◆ Problem description
From the first line of the entries below, reproduce everything exactly through the line with "filename crates/lc-02-continuations/src/ports/outbound.rs", and nothing more.

◆ Supplied data

//! Telemetry configuration, sourced from environment variables.

/// Configuration for metrics and logging.
#[derive(Clone, Debug)]
pub struct TelemetryConfig {
    /// Service name attached to log lines.
    pub service_name: String,
    /// Log level filter (`trace`..`error`), overridable via `RUST_LOG`.
    pub log_level: String,
    /// Emit JSON log lines instead of human-readable output.
    pub json_logs: bool,
}

impl Default for TelemetryConfig {
    fn default() -> Self {
        Self {
            service_name: "ledgercore".to_string(),
            log_level: "info".to_string(),
            json_logs: false,
        }
    }
}

impl TelemetryConfig {
    /// Reads the configuration from the environment, falling back to defaults.
    pub fn from_env() -> Self {
        let defaults = Self::default();
        Self {
            service_name: std::env::var("LC_SERVICE_NAME").unwrap_or(defaults.service_name),
            log_level: std::env::var("LC_LOG_LEVEL").unwrap_or(defaults.log_level),
            json_logs: std::env::var("LC_JSON_LOGS")
                .map(|v| v == "1" || v.eq_ignore_ascii_case("true"))
                .unwrap_or(defaults.json_logs),
        }
    }
}

#[cfg(test)]
mod tests {
    use super::*;

    #[test]
    fn test_from_env_falls_back_to_defaults() {
        // No LC_* variables set in the test environment.
        let config = TelemetryConfig::from_env();
        assert_eq!(config.log_level, "info");
    }
}
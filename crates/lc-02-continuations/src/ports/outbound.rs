//! Outbound (Driven) ports for the suspendable computation subsystem.
//!
//! The driver answers every pause through these lookups. Hosts typically
//! back them with the participant database or an in-memory cache.

use std::collections::BTreeSet;

use shared_types::{ContractId, ContractInstance, GlobalKeyWithMaintainers, Package, PackageId, Party};

use crate::domain::visibility::VisibleByKey;

/// Host-supplied resolvers for the four request kinds.
///
/// Implementations must be pure with respect to a single driver run or own
/// their concurrency; the driver itself never synchronizes. Timeouts belong
/// here too: a resolver that gives up returns `None` (or a failing verdict)
/// rather than interrupting the driver.
pub trait LedgerResolvers: Send + Sync {
    /// Resolves a contract id to its instance, if active.
    fn contract(&self, id: &ContractId) -> Option<ContractInstance>;

    /// Resolves a package id to the compiled package, if loaded.
    fn package(&self, id: &PackageId) -> Option<Package>;

    /// Resolves a contract key to the active contract id, if any.
    fn contract_id_by_key(&self, key: &GlobalKeyWithMaintainers) -> Option<ContractId>;

    /// Rules whether the submitter may see a contract with the given
    /// stakeholders when looking it up by key.
    fn local_key_visible(&self, stakeholders: &BTreeSet<Party>) -> VisibleByKey;
}

/// Map-backed resolvers for driver tests.
#[cfg(test)]
#[derive(Default)]
pub struct MapResolvers {
    contracts: std::collections::HashMap<ContractId, ContractInstance>,
    packages: std::collections::HashMap<PackageId, Package>,
    keys: std::collections::HashMap<GlobalKeyWithMaintainers, ContractId>,
    visibility: Option<crate::domain::visibility::KeyVisibilityCheck>,
}

#[cfg(test)]
impl MapResolvers {
    pub fn new() -> Self {
        Self::default()
    }

    pub fn with_contract(mut self, id: ContractId, instance: ContractInstance) -> Self {
        self.contracts.insert(id, instance);
        self
    }

    pub fn with_package(mut self, id: PackageId, package: Package) -> Self {
        self.packages.insert(id, package);
        self
    }

    pub fn with_key(mut self, key: GlobalKeyWithMaintainers, id: ContractId) -> Self {
        self.keys.insert(key, id);
        self
    }

    pub fn with_submitters(mut self, act_as: BTreeSet<Party>, read_as: BTreeSet<Party>) -> Self {
        self.visibility = Some(crate::domain::visibility::KeyVisibilityCheck::from_submitters(
            act_as, read_as,
        ));
        self
    }
}

#[cfg(test)]
impl LedgerResolvers for MapResolvers {
    fn contract(&self, id: &ContractId) -> Option<ContractInstance> {
        self.contracts.get(id).cloned()
    }

    fn package(&self, id: &PackageId) -> Option<Package> {
        self.packages.get(id).cloned()
    }

    fn contract_id_by_key(&self, key: &GlobalKeyWithMaintainers) -> Option<ContractId> {
        self.keys.get(key).cloned()
    }

    fn local_key_visible(&self, stakeholders: &BTreeSet<Party>) -> VisibleByKey {
        match &self.visibility {
            Some(check) => check.check(stakeholders),
            // No submitters configured: nothing is visible.
            None => VisibleByKey::NotVisible {
                act_as: BTreeSet::new(),
                read_as: BTreeSet::new(),
            },
        }
    }
}

#[cfg(test)]
mod tests {
    use super::*;

    // The driver holds resolvers as a trait object.
    fn _assert_object_safe(_: &dyn LedgerResolvers) {}

    #[test]
    fn test_map_resolvers_miss_returns_none() {
        let resolvers = MapResolvers::new();
        assert!(resolvers.package(&PackageId::new("absent")).is_none());
        assert!(resolvers.contract(&ContractId::new("#0:0")).is_none());
    }
}
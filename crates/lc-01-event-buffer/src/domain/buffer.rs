//! # Events Buffer - Ordered In-Memory Cache of the Transaction Log Tail
//!
//! Implements the core buffer data structure for the stream read path.
//!
//! ## Data Structures
//!
//! - `log`: snapshot-published `Arc<Vec<(O, E)>>`, strictly ordered by offset
//! - `mutator`: lock serializing `push`, `prune` and `flush`
//!
//! ## Invariants Enforced
//!
//! - Strictly increasing offsets (checked in `push()`)
//! - Length ≤ `max_buffer_size` (oldest-first eviction in `push()`)
//! - Readers always observe a complete log (copy-on-write snapshot swap)
//!
//! ## Concurrency
//!
//! Mutators hold `mutator` for their whole critical section and take the
//! `log` write lock only for the pointer swap. `slice` clones the `Arc`
//! under the read lock and runs the caller-supplied filter entirely outside
//! any lock, so a slow projection never stalls the committer.

use parking_lot::{Mutex, RwLock};
use std::sync::Arc;
use std::time::Instant;

use super::errors::EventBufferError;
use super::value_objects::{index_after, BufferSlice};
use crate::ports::outbound::BufferMetricsSink;

/// Bounded, offset-ordered in-memory log of committed events.
///
/// Generic over the offset type `O` (opaque, totally ordered) and the entry
/// payload `E` (opaque, stored verbatim). Both are cloned into the
/// copy-on-write snapshot, so they should be cheap to clone (ids, `Arc`ed
/// payloads).
pub struct EventsBuffer<O, E> {
    /// Published snapshot of the log. Never mutated in place.
    log: RwLock<Arc<Vec<(O, E)>>>,
    /// Serializes push/prune/flush against each other.
    mutator: Mutex<()>,
    /// Hard bound on the number of buffered entries.
    max_buffer_size: usize,
    /// Hard bound on the number of entries returned per slice.
    max_buffered_chunk_size: usize,
    /// Metric signals for the three mutators and the slice size.
    metrics: Arc<dyn BufferMetricsSink>,
}

impl<O, E> EventsBuffer<O, E>
where
    O: Ord + Clone + std::fmt::Debug,
    E: Clone,
{
    /// Creates a buffer bounded at `max_buffer_size` entries whose slices
    /// return at most `max_buffered_chunk_size` entries each.
    ///
    /// Both bounds are clamped to at least 1.
    pub fn new(
        max_buffer_size: usize,
        metrics: Arc<dyn BufferMetricsSink>,
        max_buffered_chunk_size: usize,
    ) -> Self {
        Self {
            log: RwLock::new(Arc::new(Vec::new())),
            mutator: Mutex::new(()),
            max_buffer_size: max_buffer_size.max(1),
            max_buffered_chunk_size: max_buffered_chunk_size.max(1),
            metrics,
        }
    }

    /// Number of buffered entries.
    pub fn len(&self) -> usize {
        self.snapshot().len()
    }

    /// True when nothing is buffered.
    pub fn is_empty(&self) -> bool {
        self.snapshot().is_empty()
    }

    /// Appends `(offset, entry)` to the log.
    ///
    /// `offset` must be strictly greater than the last buffered offset. When
    /// the buffer is already at `max_buffer_size`, the oldest entry is
    /// dropped first, so the post-state length never exceeds the bound.
    ///
    /// # Errors
    ///
    /// `UnorderedOffsets` when `offset` does not advance the log. This is a
    /// committer bug and must be treated as fatal by the caller's session.
    pub fn push(&self, offset: O, entry: E) -> Result<(), EventBufferError<O>> {
        let started = Instant::now();
        let result = self.push_inner(offset, entry);
        self.metrics
            .observe_push_seconds(started.elapsed().as_secs_f64());
        result
    }

    fn push_inner(&self, offset: O, entry: E) -> Result<(), EventBufferError<O>> {
        let _serialized = self.mutator.lock();
        let current = self.snapshot();

        if let Some((last, _)) = current.last() {
            if offset <= *last {
                tracing::warn!(
                    last = ?last,
                    attempted = ?offset,
                    "rejecting unordered push into stream buffer"
                );
                return Err(EventBufferError::UnorderedOffsets {
                    last: last.clone(),
                    attempted: offset,
                });
            }
        }

        // Oldest-first eviction keeps the post-push length within bounds
        // even if the configured bound shrank between restarts.
        let evict = (current.len() + 1).saturating_sub(self.max_buffer_size);
        let mut next: Vec<(O, E)> = Vec::with_capacity(current.len() + 1 - evict);
        next.extend(current.iter().skip(evict).cloned());
        next.push((offset, entry));

        *self.log.write() = Arc::new(next);
        Ok(())
    }

    /// Answers the range query `(start_exclusive, end_inclusive]` from the
    /// current snapshot, projecting every entry through `filter`.
    ///
    /// Returns `Inclusive` when the buffer can honour the left endpoint and
    /// `LastBufferChunkSuffix` when `start_exclusive` precedes the buffered
    /// range (the caller then reads the durable store up to the reported
    /// marker). Note that `Inclusive` with an empty vector can also mean
    /// "entries existed in range but the filter rejected all of them".
    pub fn slice<FR>(
        &self,
        start_exclusive: &O,
        end_inclusive: &O,
        filter: impl Fn(&E) -> Option<FR>,
    ) -> BufferSlice<O, (O, FR)> {
        let started = Instant::now();
        let result = self.slice_inner(start_exclusive, end_inclusive, filter);
        self.metrics
            .observe_slice_seconds(started.elapsed().as_secs_f64());
        self.metrics.observe_slice_size(result.len() as u64);
        result
    }

    fn slice_inner<FR>(
        &self,
        start_exclusive: &O,
        end_inclusive: &O,
        filter: impl Fn(&E) -> Option<FR>,
    ) -> BufferSlice<O, (O, FR)> {
        let log = self.snapshot();

        let start_search = log.binary_search_by(|(offset, _)| offset.cmp(start_exclusive));
        let start_idx = index_after(start_search);
        let end_idx = index_after(log.binary_search_by(|(offset, _)| offset.cmp(end_inclusive)));
        let window = log.get(start_idx..end_idx).unwrap_or(&[]);

        let starts_before_buffer = start_search == Err(0);

        if starts_before_buffer && window.is_empty() {
            return BufferSlice::LastBufferChunkSuffix {
                buffered_start_exclusive: end_inclusive.clone(),
                slice: Vec::new(),
            };
        }

        if starts_before_buffer {
            return self.suffix_slice(window, &filter);
        }

        let mut projected = Vec::new();
        for (offset, entry) in window {
            if projected.len() == self.max_buffered_chunk_size {
                break;
            }
            if let Some(mapped) = filter(entry) {
                projected.push((offset.clone(), mapped));
            }
        }
        BufferSlice::Inclusive(projected)
    }

    /// Tail-chunk answer for queries whose start precedes the buffered
    /// range: the latest `max_buffered_chunk_size` matches, with one extra
    /// match consumed as the `buffered_start_exclusive` marker.
    fn suffix_slice<FR>(
        &self,
        window: &[(O, E)],
        filter: &impl Fn(&E) -> Option<FR>,
    ) -> BufferSlice<O, (O, FR)> {
        let mut collected: Vec<(O, FR)> = Vec::new();
        for (offset, entry) in window.iter().rev() {
            if collected.len() == self.max_buffered_chunk_size + 1 {
                break;
            }
            if let Some(mapped) = filter(entry) {
                collected.push((offset.clone(), mapped));
            }
        }
        collected.reverse();

        let mut matches = collected.into_iter();
        match matches.next() {
            // No match at all: the first raw offset still bounds the part
            // the caller must read from the durable store.
            None => BufferSlice::LastBufferChunkSuffix {
                buffered_start_exclusive: window[0].0.clone(),
                slice: Vec::new(),
            },
            Some((marker, _)) => BufferSlice::LastBufferChunkSuffix {
                buffered_start_exclusive: marker,
                slice: matches.collect(),
            },
        }
    }

    /// Drops every entry with offset ≤ `end_inclusive`.
    ///
    /// Afterwards the smallest remaining offset, if any, is strictly
    /// greater than `end_inclusive`.
    pub fn prune(&self, end_inclusive: &O) {
        let started = Instant::now();
        self.prune_inner(end_inclusive);
        self.metrics
            .observe_prune_seconds(started.elapsed().as_secs_f64());
    }

    fn prune_inner(&self, end_inclusive: &O) {
        let _serialized = self.mutator.lock();
        let current = self.snapshot();

        let drop_count =
            index_after(current.binary_search_by(|(offset, _)| offset.cmp(end_inclusive)));
        if drop_count == 0 {
            return;
        }

        let next: Vec<(O, E)> = current[drop_count..].to_vec();
        *self.log.write() = Arc::new(next);
    }

    /// Empties the buffer.
    pub fn flush(&self) {
        let _serialized = self.mutator.lock();
        tracing::debug!("flushing stream buffer");
        *self.log.write() = Arc::new(Vec::new());
    }

    /// Captures the published log. Cheap (`Arc` clone); the captured vector
    /// is immutable and survives later writes unchanged.
    fn snapshot(&self) -> Arc<Vec<(O, E)>> {
        self.log.read().clone()
    }
}
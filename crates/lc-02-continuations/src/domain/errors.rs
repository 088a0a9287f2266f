//! # Error Types
//!
//! The engine error union surfaced by suspendable computations.
//!
//! The top-level [`EngineError`] wraps one closed enum per domain. The arms
//! are part of the interface: callers pattern-match on them to decide how
//! to convert a failure into an API response, so variants are never folded
//! into strings at this layer.

use shared_types::{ContractId, PackageId};
use thiserror::Error;

/// Top-level engine error: one arm per failure domain.
#[derive(Debug, Error, Clone, PartialEq, Eq)]
pub enum EngineError {
    /// Package loading or validation failed.
    #[error(transparent)]
    Package(#[from] PackageError),

    /// Command preprocessing failed before interpretation started.
    #[error(transparent)]
    Preprocessing(#[from] PreprocessingError),

    /// Interpretation failed while the computation was running.
    #[error(transparent)]
    Interpretation(#[from] InterpretationError),

    /// Transaction validation (replay) failed.
    #[error(transparent)]
    Validation(#[from] ValidationError),
}

/// Failures in the package domain.
#[derive(Debug, Error, Clone, PartialEq, Eq)]
pub enum PackageError {
    /// The referenced package is not loaded on this participant.
    #[error("package {0} is not loaded")]
    NotFound(PackageId),

    /// The package failed self-consistency validation.
    #[error("package validation failed: {0}")]
    Validation(String),
}

/// Failures while translating commands, before interpretation.
#[derive(Debug, Error, Clone, PartialEq, Eq)]
pub enum PreprocessingError {
    /// The command referenced a template unknown to the loaded packages.
    #[error("template {0} is unknown")]
    UnknownTemplate(String),

    /// The command payload could not be translated.
    #[error("command translation failed: {0}")]
    Translation(String),
}

/// Failures raised while a computation is being interpreted.
#[derive(Debug, Error, Clone, PartialEq, Eq)]
pub enum InterpretationError {
    /// The host could not resolve a contract the computation fetched.
    #[error("contract {0} not found")]
    ContractNotFound(ContractId),

    /// Generic interpretation failure with a rendered message.
    #[error("{0}")]
    Generic(String),
}

/// Failures raised by transaction validation.
#[derive(Debug, Error, Clone, PartialEq, Eq)]
pub enum ValidationError {
    /// The recorded transaction does not match the replayed one.
    #[error("replay mismatch: {0}")]
    ReplayMismatch(String),
}

#[cfg(test)]
mod tests {
    use super::*;

    #[test]
    fn test_interpretation_errors_render_their_payload() {
        let err = EngineError::Interpretation(InterpretationError::ContractNotFound(
            ContractId::new("#1:0"),
        ));
        assert_eq!(err.to_string(), "contract #1:0 not found");

        let err = EngineError::Interpretation(InterpretationError::Generic(
            "Couldn't find package deadbeef".to_string(),
        ));
        assert_eq!(err.to_string(), "Couldn't find package deadbeef");
    }

    #[test]
    fn test_domain_errors_lift_into_engine_error() {
        let err: EngineError = PackageError::NotFound(PackageId::new("p1")).into();
        assert!(matches!(err, EngineError::Package(_)));

        let err: EngineError = ValidationError::ReplayMismatch("node 3".to_string()).into();
        assert!(matches!(err, EngineError::Validation(_)));
    }
}
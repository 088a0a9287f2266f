//! Domain layer of the event stream buffer.

pub mod buffer;
pub mod errors;
pub mod value_objects;

pub use buffer::EventsBuffer;
pub use errors::EventBufferError;
pub use value_objects::{index_after, BufferSlice};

◆ Task output
//! Telemetry configuration, sourced from environment variables.

/// Configuration for metrics and logging.
#[derive(Clone, Debug)]
pub struct TelemetryConfig {
    /// Service name attached to log lines.
    pub service_name: String,
    /// Log level filter (`trace`..`error`), overridable via `RUST_LOG`.
    pub log_level: String,
    /// Emit JSON log lines instead of human-readable output.
    pub json_logs: bool,
}

impl Default for TelemetryConfig {
    fn default() -> Self {
        Self {
            service_name: "ledgercore".to_string(),
            log_level: "info".to_string(),
            json_logs: false,
        }
    }
}

impl TelemetryConfig {
    /// Reads the configuration from the environment, falling back to defaults.
    pub fn from_env() -> Self {
        let defaults = Self::default();
        Self {
            service_name: std::env::var("LC_SERVICE_NAME").unwrap_or(defaults.service_name),
            log_level: std::env::var("LC_LOG_LEVEL").unwrap_or(defaults.log_level),
            json_logs: std::env::var("LC_JSON_LOGS")
                .map(|v| v == "1" || v.eq_ignore_ascii_case("true"))
                .unwrap_or(defaults.json_logs),
        }
    }
}

#[cfg(test)]
mod tests {
    use super::*;

    #[test]
    fn test_from_env_falls_back_to_defaults() {
        // No LC_* variables set in the test environment.
        let config = TelemetryConfig::from_env();
        assert_eq!(config.log_level, "info");
    }
}
filename crates/lc-02-continuations/src/ports/outbound.rs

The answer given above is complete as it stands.